A Calizzano il primo tavolo sui SIC alpini, Vaccarezza: “Bisogna evitare abbandono del territorio”

tavolo lavoro SIC calizzano

Savona. Si è tenuto questa mattina a Calizzano il primo tavolo di lavoro promosso dalla Provincia di Savona e dal Comune di Calizzano per la gestione delle problematiche inerenti i cinque SIC alpini di competenza provinciale che comprendono i territori dei comuni di Bardineto, Bormida, Mallare, Massimino, Pallare, Calizzano, Murialdo, Osiglia.

“Questo nostro primo incontro con i Sindaci, la Forestale, le Associazioni di categoria e molti operatori del settore ha l’intenzione di provvedere alle disattenzioni contenute nella delibera regionale del 2007, documento che dettava i criteri e gli indirizzi per le attività agrosilvo pastorali e solo nei giorni scorsi abrogata dalla Regione. Una delibera confusa, per stessa ammissione della Regione, che ha imposto vincoli inaccettabili che promettevano risorse mai arrivate” ha detto Angelo Vaccarezza.

“L’abrogazione ora del documento non risulta essere un provvedimento risolutivo in quanto in assenza di norme intervengono quelle di salvaguardia, un’ulteriore incertezza che grava sul territorio ad un anno dalla presentazione dei piani di gestione – ha precisato Vaccarezza -. La Provincia di Savona ha la gestione di venti SIC, un vincolo per le nostre realtà, per questo motivo non possiamo permetterci di arrivare impreparati alla prima scadenza fissata tra un anno”.
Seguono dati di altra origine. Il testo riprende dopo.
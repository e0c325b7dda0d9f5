//! # rtheap - Real-time Memory Core
//!
//! The memory and synchronization core of a real-time nucleus running
//! alongside a general-purpose host kernel.
//!
//! - [`DiagLock`]: interrupt-safe spinlock with optional per-core counters
//! - [`MemoryRegion`]: reference-counted heap over one host block, mappable
//!   into user space
//! - [`RegionRegistry`]: the shared, system and per-process heaps, and the
//!   startup/teardown sequence of the memory devices
//! - [`Mapping`]: one user view of a region, holding one reference
//! - [`SharedInfoPage`]: feature record published from the shared heap
//!
//! Builds `no_std` with `alloc`. The `std` feature (and `cargo test`) swaps
//! in a host CPU model where threads stand for cores, and enables the
//! [`mock`] collaborators.

#![cfg_attr(not(any(test, feature = "std")), no_std)]

extern crate alloc;

pub mod config;
pub mod error;
pub mod info_page;
pub mod mapping;
pub mod region;
pub mod registry;
pub mod sync;

#[cfg(any(test, feature = "std"))]
pub mod mock;


pub use config::MemConfig;
pub use error::MemError;
pub use info_page::{Features, InfoRecord, SharedInfoPage};
pub use mapping::{Mapping, VmArea, MEMDEV_STAT};
pub use region::{BuddyHeap, Heap, HostMemory, MemoryRegion, RegionCaps, RegionStat, SystemPages};
pub use registry::{
    Endpoint, EndpointRegistrar, OpenFlags, ProcessId, RegionRegistry, Session, StartupStage,
};
pub use sync::{CpuControl, DiagLock, LockStats};
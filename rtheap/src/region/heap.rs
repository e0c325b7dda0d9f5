//! Heap capability
//!
//! The byte-granular allocator a region delegates to. A region owns the
//! backing block; the heap only carves it up.

use core::ptr::NonNull;

use crate::error::MemError;

/// A byte-granular allocator laid over one contiguous block
pub trait Heap: Send + Sized {
    /// Lay a fresh heap over `base..base + size`
    ///
    /// # Safety
    ///
    /// The range must be valid, writable, and reserved for this heap until
    /// `destroy` returns.
    unsafe fn init(base: NonNull<u8>, size: usize) -> Result<Self, MemError>;

    /// Tear the heap down. The block itself is not released here.
    fn destroy(self) {}

    /// Allocate `size` bytes
    fn alloc(&mut self, size: usize) -> Result<NonNull<u8>, MemError>;

    /// Return an allocation
    ///
    /// Pointers the heap can tell it never handed out are rejected with
    /// `InvalidArgument`.
    ///
    /// # Safety
    ///
    /// `ptr` must not be used after this call.
    unsafe fn free(&mut self, ptr: NonNull<u8>) -> Result<(), MemError>;

    /// Total managed bytes
    fn size(&self) -> usize;

    /// Bytes currently available
    fn free_bytes(&self) -> usize;

    /// Start of the managed block
    fn base_address(&self) -> NonNull<u8>;
}
//! # CPU Control
//!
//! Local interrupt masking and core identification, the two things the
//! diagnostic lock needs from the processor.
//!
//! Two implementations are provided:
//! - [`NativeCpu`]: bare-metal x86_64, real `cli`/`sti` and the APIC id
//! - [`HostCpu`]: hosted builds and tests, where every thread models one
//!   core and a thread-local flag models the interrupt mask
//!
//! [`DefaultCpu`] picks one at build time.

/// Number of per-core slots kept by diagnostic counters.
///
/// Core numbers beyond this are folded back into range.
pub const MAX_CORES: usize = 16;

/// Interrupt state saved by [`CpuControl::irq_save`]
#[derive(Debug, Clone, Copy, PartialEq, Eq)]
pub struct IrqFlags {
    enabled: bool,
}

impl IrqFlags {
    /// Whether interrupts were enabled before the save
    pub fn were_enabled(self) -> bool {
        self.enabled
    }
}

/// Processor operations used by the lock
///
/// All functions act on the calling core only.
pub trait CpuControl {
    /// Disable local interrupt delivery and return the previous state
    fn irq_save() -> IrqFlags;

    /// Restore the interrupt state returned by a matching `irq_save`
    fn irq_restore(flags: IrqFlags);

    /// Whether local interrupt delivery is currently masked
    fn irqs_disabled() -> bool;

    /// Index of the calling core, always below [`MAX_CORES`]
    fn core_id() -> usize;
}

/// Bare-metal x86_64 interrupt control
#[cfg(target_arch = "x86_64")]
pub struct NativeCpu;

#[cfg(target_arch = "x86_64")]
impl CpuControl for NativeCpu {
    #[inline]
    fn irq_save() -> IrqFlags {
        let enabled = x86_64::instructions::interrupts::are_enabled();
        if enabled {
            x86_64::instructions::interrupts::disable();
        }
        IrqFlags { enabled }
    }

    #[inline]
    fn irq_restore(flags: IrqFlags) {
        if flags.enabled {
            x86_64::instructions::interrupts::enable();
        }
    }

    #[inline]
    fn irqs_disabled() -> bool {
        !x86_64::instructions::interrupts::are_enabled()
    }

    #[inline]
    fn core_id() -> usize {
        // Initial APIC id lives in EBX[31:24] of leaf 1
        #[allow(unused_unsafe)]
        let leaf = unsafe { core::arch::x86_64::__cpuid(1) };
        ((leaf.ebx >> 24) as usize) % MAX_CORES
    }
}

#[cfg(any(test, feature = "std"))]
pub use host::HostCpu;

#[cfg(any(test, feature = "std"))]
mod host {
    use super::{CpuControl, IrqFlags, MAX_CORES};
    use core::sync::atomic::{AtomicUsize, Ordering};
    use std::cell::Cell;

    /// Next core number handed to a thread that has not asked yet
    static NEXT_CORE: AtomicUsize = AtomicUsize::new(0);

    const UNASSIGNED: usize = usize::MAX;

    std::thread_local! {
        static IRQS_ENABLED: Cell<bool> = Cell::new(true);
        static CORE: Cell<usize> = Cell::new(UNASSIGNED);
    }

    /// Hosted CPU model: one thread is one core
    ///
    /// Core numbers are assigned round-robin on first use, so more than
    /// [`MAX_CORES`] threads share slots.
    pub struct HostCpu;

    impl CpuControl for HostCpu {
        fn irq_save() -> IrqFlags {
            let enabled = IRQS_ENABLED.with(|flag| flag.replace(false));
            IrqFlags { enabled }
        }

        fn irq_restore(flags: IrqFlags) {
            IRQS_ENABLED.with(|flag| flag.set(flags.enabled));
        }

        fn irqs_disabled() -> bool {
            !IRQS_ENABLED.with(|flag| flag.get())
        }

        fn core_id() -> usize {
            CORE.with(|core| {
                if core.get() == UNASSIGNED {
                    core.set(NEXT_CORE.fetch_add(1, Ordering::Relaxed) % MAX_CORES);
                }
                core.get()
            })
        }
    }
}

/// CPU model used when a lock does not name one
#[cfg(any(test, feature = "std"))]
pub type DefaultCpu = HostCpu;

/// CPU model used when a lock does not name one
#[cfg(all(not(any(test, feature = "std")), target_arch = "x86_64"))]
pub type DefaultCpu = NativeCpu;

#[cfg(all(not(any(test, feature = "std")), not(target_arch = "x86_64")))]
compile_error!("bare-metal builds need a CpuControl for this architecture; enable `std` for hosted builds");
“I SIC, se non correttamente normati, rischiano di minare ulteriormente la permanenza dell’uomo nel nostro entroterra. Sono certo che da questo confronto nasceranno norme che, anche se applicate rigidamente, consentiranno alle nostre aziende di continuare a lavorare scongiurando il pericolo dell’abbandono del territorio. Vorrei, infine, rivolgere un ringraziamento speciale al Comandante Provinciale di Savona del Corpo forestale dello Stato Silvio Ciapica per la grande disponibiltà dimostrata” conlcude Vaccarezza.